TASK ITEM: Each entry must be copied exactly, without omission.

DATA TO USE:
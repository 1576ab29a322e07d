//! Pairwise intersection over the closed set of object kinds.

use pcbgeo_core::Coord;

use crate::error::FindError;
use crate::isect;
use crate::object::{ObjKind, Object};

const UNKNOWN_PAIR: &str = "don't know how to check intersection of these object types";

/// Panic unless both kinds name a real object.
pub fn check_kinds(a: ObjKind, b: ObjKind) {
    if a == ObjKind::Void || b == ObjKind::Void {
        panic!("{UNKNOWN_PAIR}: {a:?} and {b:?}");
    }
}

/// Whether `a` and `b` are closer than `bloat`.
///
/// Symmetric pairs run the same primitive with the operands swapped. Polygon
/// operands must already carry their clipped islands; see
/// [`Board::intersects`](crate::Board::intersects) for the variant that
/// builds them.
///
/// # Panics
///
/// On a [`Object::Void`] operand.
pub fn intersects(a: &Object<'_>, b: &Object<'_>, bloat: Coord) -> Result<bool, FindError> {
    use Object::*;

    let hit = match (*a, *b) {
        (Line(x), Line(y)) => isect::line_line(x, y, bloat),
        (Line(l), Arc(r)) | (Arc(r), Line(l)) => isect::line_arc(l, r, bloat)?,
        (Line(l), Poly(p)) | (Poly(p), Line(l)) => isect::line_poly(l, p, bloat)?,
        (Line(l), Pstk(s)) | (Pstk(s), Line(l)) => isect::pstk_line(s, l, bloat),
        (Arc(x), Arc(y)) => isect::arc_arc(x, y, bloat)?,
        (Arc(r), Poly(p)) | (Poly(p), Arc(r)) => isect::arc_poly(r, p, bloat)?,
        (Arc(r), Pstk(s)) | (Pstk(s), Arc(r)) => isect::pstk_arc(s, r, bloat)?,
        (Poly(x), Poly(y)) => isect::poly_poly(x, y, bloat)?,
        (Pstk(s), Poly(p)) | (Poly(p), Pstk(s)) => isect::pstk_poly(s, p, bloat)?,
        (Pstk(x), Pstk(y)) => isect::pstk_pstk(x, y, bloat),

        (Text(t), Line(l)) | (Line(l), Text(t)) => isect::text_line(t, l, bloat),
        (Text(t), Arc(r)) | (Arc(r), Text(t)) => isect::text_arc(t, r, bloat),
        (Text(x), Text(y)) => isect::text_text(x, y, bloat),
        (Text(t), Poly(p)) | (Poly(p), Text(t)) => isect::text_poly(t, p, bloat),
        (Text(t), Pstk(s)) | (Pstk(s), Text(t)) => isect::text_pstk(t, s, bloat),

        (Void, _) | (_, Void) => panic!("{UNKNOWN_PAIR}: {:?} and {:?}", a.kind(), b.kind()),
    };
    Ok(hit)
}
use axum::{
    extract::{Path, State},
    http::StatusCode,
    response::IntoResponse,
    Json,
};
use chrono::Utc;
use std::sync::Arc;

use crate::{models::TaskSummary, services::AppState};

/// GET /api/v1/tasks
pub async fn list_tasks(State(state): State<Arc<AppState>>) -> impl IntoResponse {
    let now = Utc::now().with_timezone(&state.unlock_offset);
    let summaries: Vec<TaskSummary> = state
        .catalog
        .list()
        .iter()
        .map(|task| TaskSummary::from_task(task, &now))
        .collect();

    Json(summaries)
}

/// GET /api/v1/tasks/{id}
pub async fn get_task(
    State(state): State<Arc<AppState>>,
    Path(task_id): Path<String>,
) -> Result<impl IntoResponse, (StatusCode, String)> {
    match state.catalog.get(&task_id) {
        Some(task) => Ok(Json(task.clone())),
        None => Err((
            StatusCode::NOT_FOUND,
            format!("Task not found: {task_id}"),
        )),
    }
}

YOUR RESPONSE:
repository 1576ab29a322e07d
//! Pairwise intersection over the closed set of object kinds.

use pcbgeo_core::Coord;

use crate::error::FindError;
use crate::isect;
use crate::object::{ObjKind, Object};

const UNKNOWN_PAIR: &str = "don't know how to check intersection of these object types";

/// Panic unless both kinds name a real object.
pub fn check_kinds(a: ObjKind, b: ObjKind) {
    if a == ObjKind::Void || b == ObjKind::Void {
        panic!("{UNKNOWN_PAIR}: {a:?} and {b:?}");
    }
}

/// Whether `a` and `b` are closer than `bloat`.
///
/// Symmetric pairs run the same primitive with the operands swapped. Polygon
/// operands must already carry their clipped islands; see
/// [`Board::intersects`](crate::Board::intersects) for the variant that
/// builds them.
///
/// # Panics
///
/// On a [`Object::Void`] operand.
pub fn intersects(a: &Object<'_>, b: &Object<'_>, bloat: Coord) -> Result<bool, FindError> {
    use Object::*;

    let hit = match (*a, *b) {
        (Line(x), Line(y)) => isect::line_line(x, y, bloat),
        (Line(l), Arc(r)) | (Arc(r), Line(l)) => isect::line_arc(l, r, bloat)?,
        (Line(l), Poly(p)) | (Poly(p), Line(l)) => isect::line_poly(l, p, bloat)?,
        (Line(l), Pstk(s)) | (Pstk(s), Line(l)) => isect::pstk_line(s, l, bloat),
        (Arc(x), Arc(y)) => isect::arc_arc(x, y, bloat)?,
        (Arc(r), Poly(p)) | (Poly(p), Arc(r)) => isect::arc_poly(r, p, bloat)?,
        (Arc(r), Pstk(s)) | (Pstk(s), Arc(r)) => isect::pstk_arc(s, r, bloat)?,
        (Poly(x), Poly(y)) => isect::poly_poly(x, y, bloat)?,
        (Pstk(s), Poly(p)) | (Poly(p), Pstk(s)) => isect::pstk_poly(s, p, bloat)?,
        (Pstk(x), Pstk(y)) => isect::pstk_pstk(x, y, bloat),

        (Text(t), Line(l)) | (Line(l), Text(t)) => isect::text_line(t, l, bloat),
        (Text(t), Arc(r)) | (Arc(r), Text(t)) => isect::text_arc(t, r, bloat),
        (Text(x), Text(y)) => isect::text_text(x, y, bloat),
        (Text(t), Poly(p)) | (Poly(p), Text(t)) => isect::text_poly(t, p, bloat),
        (Text(t), Pstk(s)) | (Pstk(s), Text(t)) => isect::text_pstk(t, s, bloat),

        (Void, _) | (_, Void) => panic!("{UNKNOWN_PAIR}: {:?} and {:?}", a.kind(), b.kind()),
    };
    Ok(hit)
}
use axum::{
    extract::{Path, State},
    http::StatusCode,
    response::IntoResponse,
    Json,
};
use chrono::Utc;
use std::sync::Arc;

use crate::{models::TaskSummary, services::AppState};

/// GET /api/v1/tasks
pub async fn list_tasks(State(state): State<Arc<AppState>>) -> impl IntoResponse {
    let now = Utc::now().with_timezone(&state.unlock_offset);
    let summaries: Vec<TaskSummary> = state
        .catalog
        .list()
        .iter()
        .map(|task| TaskSummary::from_task(task, &now))
        .collect();

    Json(summaries)
}

/// GET /api/v1/tasks/{id}
pub async fn get_task(
    State(state): State<Arc<AppState>>,
    Path(task_id): Path<String>,
) -> Result<impl IntoResponse, (StatusCode, String)> {
    match state.catalog.get(&task_id) {
        Some(task) => Ok(Json(task.clone())),
        None => Err((
            StatusCode::NOT_FOUND,
            format!("Task not found: {task_id}"),
        )),
    }
}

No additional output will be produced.